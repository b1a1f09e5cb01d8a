//! Error types for path resolution, typed access and document codecs.

use crate::node::NodeKind;
use thiserror::Error;

/// Errors that can occur while reading, mutating or (de)serializing a tree.
#[derive(Error, Debug)]
pub enum KeyValError {
    /// A traversal step expected a mapping, or a typed accessor expected a
    /// specific kind, and found something else.
    #[error("value at `{path}` was not a {expected} (found {found})")]
    TypeMismatch {
        path: String,
        expected: NodeKind,
        found: NodeKind,
    },

    /// A required key does not exist.
    #[error("could not resolve `{path}`: key `{key}` is missing")]
    KeyMissing { path: String, key: String },

    /// An intermediate segment exists but holds a non-mapping value.
    #[error("key `{key}` at `{path}` is not reachable: it holds a {found}, not a mapping")]
    KeyUnreachable {
        path: String,
        key: String,
        found: NodeKind,
    },

    /// `value` was called without any keys.
    #[error("path is empty; nothing to resolve")]
    EmptyPath,

    /// A decoded document was neither a mapping nor `null`.
    #[error("document root was a {found}, expected a mapping")]
    RootNotMapping { found: NodeKind },

    #[error("JSON error: {0}")]
    Json(#[from] serde_json::Error),

    #[error("YAML error: {0}")]
    Yaml(#[from] serde_yaml::Error),
}

/// Coarse classification of a [`KeyValError`].
#[derive(Debug, Clone, Copy, PartialEq, Eq)]
pub enum ErrorKind {
    TypeMismatch,
    KeyMissing,
    KeyUnreachable,
    /// Bad input: an empty path, a non-mapping document, or a codec failure.
    InvalidInput,
}

impl KeyValError {
    pub fn kind(&self) -> ErrorKind {
        match self {
            KeyValError::TypeMismatch { .. } => ErrorKind::TypeMismatch,
            KeyValError::KeyMissing { .. } => ErrorKind::KeyMissing,
            KeyValError::KeyUnreachable { .. } => ErrorKind::KeyUnreachable,
            KeyValError::EmptyPath
            | KeyValError::RootNotMapping { .. }
            | KeyValError::Json(_)
            | KeyValError::Yaml(_) => ErrorKind::InvalidInput,
        }
    }
}

/// Convenience alias used throughout keyval.
pub type Result<T> = std::result::Result<T, KeyValError>;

__________

Task instructions:
Would you repeat all of the data above, word for word?

Answer space:
repository b1a1f09e5cb01d8a
//! Error types for path resolution, typed access and document codecs.

use crate::node::NodeKind;
use thiserror::Error;

/// Errors that can occur while reading, mutating or (de)serializing a tree.
#[derive(Error, Debug)]
pub enum KeyValError {
    /// A traversal step expected a mapping, or a typed accessor expected a
    /// specific kind, and found something else.
    #[error("value at `{path}` was not a {expected} (found {found})")]
    TypeMismatch {
        path: String,
        expected: NodeKind,
        found: NodeKind,
    },

    /// A required key does not exist.
    #[error("could not resolve `{path}`: key `{key}` is missing")]
    KeyMissing { path: String, key: String },

    /// An intermediate segment exists but holds a non-mapping value.
    #[error("key `{key}` at `{path}` is not reachable: it holds a {found}, not a mapping")]
    KeyUnreachable {
        path: String,
        key: String,
        found: NodeKind,
    },

    /// `value` was called without any keys.
    #[error("path is empty; nothing to resolve")]
    EmptyPath,

    /// A decoded document was neither a mapping nor `null`.
    #[error("document root was a {found}, expected a mapping")]
    RootNotMapping { found: NodeKind },

    #[error("JSON error: {0}")]
    Json(#[from] serde_json::Error),

    #[error("YAML error: {0}")]
    Yaml(#[from] serde_yaml::Error),
}

/// Coarse classification of a [`KeyValError`].
#[derive(Debug, Clone, Copy, PartialEq, Eq)]
pub enum ErrorKind {
    TypeMismatch,
    KeyMissing,
    KeyUnreachable,
    /// Bad input: an empty path, a non-mapping document, or a codec failure.
    InvalidInput,
}

impl KeyValError {
    pub fn kind(&self) -> ErrorKind {
        match self {
            KeyValError::TypeMismatch { .. } => ErrorKind::TypeMismatch,
            KeyValError::KeyMissing { .. } => ErrorKind::KeyMissing,
            KeyValError::KeyUnreachable { .. } => ErrorKind::KeyUnreachable,
            KeyValError::EmptyPath
            | KeyValError::RootNotMapping { .. }
            | KeyValError::Json(_)
            | KeyValError::Yaml(_) => ErrorKind::InvalidInput,
        }
    }
}

/// Convenience alias used throughout keyval.
pub type Result<T> = std::result::Result<T, KeyValError>;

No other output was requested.